Lloyds Bank shareholders could be set for higher dividends and another share buyback programme after the UK regulator loosened its risk buffer.
The Bank of England’s Prudential Regulation Authority (PRA) reduced the rate for the “systemic risk buffer” of extra capital the bank needs to hold.
The bank said it had reduced its capital ratio target, a measure of capital strength, from around 13 per cent to 12.5 per cent.
Analysts said the regulator’s boost could free up as much as £1bn in extra capital and increase the likelihood of further share buybacks for the bank’s investors.
Shore Capital analyst Gary Greenwood said: “This is the first example we can think of where one of the large quoted UK banks has actually reduced its capital requirement, after a number of years of upward revisions.”
He added: “This is clearly positive news for investors and reflects management’s good work over recent years to simplify and reduce the risk profile of the group.”

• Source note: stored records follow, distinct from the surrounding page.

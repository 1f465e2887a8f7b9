//! Client endpoint: target address plus the client-scoped decoder registry.

use std::sync::Arc;

use url::Url;

use crate::decoding::registry::DecoderRegistry;

#[derive(Debug, Clone)]
pub struct Endpoint {
    address: Url,
    registry: Arc<DecoderRegistry>,
}

impl Endpoint {
    pub fn new(address: Url, registry: Arc<DecoderRegistry>) -> Self {
        Self { address, registry }
    }

    /// Base URL for relative request paths.
    pub fn address(&self) -> &Url {
        &self.address
    }

    /// Decoders available to this endpoint's responses.
    pub fn registry(&self) -> &Arc<DecoderRegistry> {
        &self.registry
    }

    /// Resolve `path` against the endpoint address. Absolute URLs pass through.
    pub fn resolve(&self, path: &str) -> Result<Url, url::ParseError> {
        self.address.join(path)
    }
}
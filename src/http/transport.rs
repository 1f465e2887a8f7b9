//! Conversions from transport responses into [`RawResponse`].

use crate::client::ClientResult;
use crate::decoding::types::DecodeError;
use crate::http::headers::HeaderMultimap;
use crate::http::response::RawResponse;

/// Buffer a reqwest response into a raw response.
///
/// Streaming is not supported; the body is read to completion before the
/// blocking decode pipeline sees it.
pub async fn from_reqwest(response: reqwest::Response) -> ClientResult<RawResponse> {
    let status = response.status().as_u16();
    let headers = HeaderMultimap::from(response.headers());
    let body = response.bytes().await?;

    tracing::debug!(status, body_len = body.len(), "Buffered transport response");

    Ok(RawResponse::from_bytes(status, headers, body.to_vec())?)
}

impl TryFrom<http::Response<Vec<u8>>> for RawResponse {
    type Error = DecodeError;

    fn try_from(response: http::Response<Vec<u8>>) -> Result<Self, Self::Error> {
        let (parts, body) = response.into_parts();
        RawResponse::from_bytes(parts.status.as_u16(), HeaderMultimap::from(&parts.headers), body)
    }
}

#[cfg(test)]
mod tests {
    use super::*;

    #[test]
    fn test_from_http_response() {
        let response = http::Response::builder()
            .status(418)
            .header("content-type", "text/plain")
            .header("x-trace", "a")
            .header("x-trace", "b")
            .body(b"short and stout".to_vec())
            .unwrap();

        let raw = RawResponse::try_from(response).unwrap();
        assert_eq!(raw.status().as_u16(), 418);
        assert_eq!(raw.headers().content_type(), Some("text/plain"));
        assert_eq!(raw.headers().get("X-Trace"), ["a", "b"]);
        assert!(raw.has_body());
    }
}
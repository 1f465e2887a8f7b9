//! Shared utilities for integration tests.

use std::net::SocketAddr;
use tokio::io::{AsyncReadExt, AsyncWriteExt};
use tokio::net::TcpListener;

/// A canned response served by the mock backend.
#[derive(Clone, Copy)]
pub struct MockResponse {
    pub status: u16,
    pub content_type: Option<&'static str>,
    pub body: &'static str,
}

/// Start a mock backend on an ephemeral port that answers every request
/// with `response`. Returns the bound address.
pub async fn start_mock_backend(response: MockResponse) -> SocketAddr {
    let listener = TcpListener::bind("127.0.0.1:0").await.unwrap();
    let addr = listener.local_addr().unwrap();

    tokio::spawn(async move {
        loop {
            match listener.accept().await {
                Ok((mut socket, _)) => {
                    tokio::spawn(async move {
                        // Drain the request head before answering
                        let mut request = Vec::new();
                        let mut buf = [0u8; 1024];
                        while !request.windows(4).any(|w| w == b"\r\n\r\n") {
                            match socket.read(&mut buf).await {
                                Ok(0) | Err(_) => return,
                                Ok(n) => request.extend_from_slice(&buf[..n]),
                            }
                        }

                        let status_text = match response.status {
                            200 => "200 OK",
                            204 => "204 No Content",
                            404 => "404 Not Found",
                            500 => "500 Internal Server Error",
                            _ => "200 OK",
                        };
                        let content_type = response
                            .content_type
                            .map(|ct| format!("Content-Type: {}\r\n", ct))
                            .unwrap_or_default();

                        let response_str = format!(
                            "HTTP/1.1 {}\r\n{}X-Backend: mock\r\nContent-Length: {}\r\nConnection: close\r\n\r\n{}",
                            status_text,
                            content_type,
                            response.body.len(),
                            response.body
                        );
                        let _ = socket.write_all(response_str.as_bytes()).await;
                        let _ = socket.shutdown().await;
                    });
                }
                Err(_) => break,
            }
        }
    });

    addr
}
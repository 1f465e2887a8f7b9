//! Entity decoding subsystem.
//!
//! # Data Flow
//! ```text
//! RawResponse (status, headers, body stream)
//!     → reader.rs (copy status + headers into builder)
//!     → [no entity type configured] → TypedResponse without entity
//!     → media type from Content-Type (or */*)
//!     → registry.rs (find decoder for class, generic type, annotations, media type)
//!     → decoder.rs / builtin.rs (decode body stream)
//!     → TypedResponse with entity
//! ```
//!
//! # Design Decisions
//! - Decoders are trait objects queried by predicate, first best match wins
//! - The body stream is read at most once and only when non-empty
//! - No caching: every decode re-resolves its decoder

pub mod builtin;
pub mod decoder;
pub mod reader;
pub mod registry;
pub mod types;

pub use builtin::{BytesDecoder, JsonDecoder, TextDecoder};
pub use decoder::{BodyDecoder, DecodeRequest, MessageContext};
pub use reader::ResponseDecoder;
pub use registry::DecoderRegistry;
pub use types::{Annotation, DecodeError, DecodeResult, Entity, EntityType, TypeKey};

Lloyds Bank started a £1.75bn share buyback earlier this year and Shore Capital said the capital requirement reduction gave the bank “comfortably enough” to fund a further share buyback of £1.5bn in 2020.
The bank added weight to that theory in a statement along with the capital guidance changes.
It said: “The group has a progressive and sustainable ordinary dividend policy and the board will continue to give consideration to the distribution of surplus capital at the end of the year.”
Goodbody analyst John Cronin said: “It is unusual to see a bank reduce its CET1 capital ratio target guidance but Lloyds’ move is absolutely justified, and arguably not entirely unexpected.”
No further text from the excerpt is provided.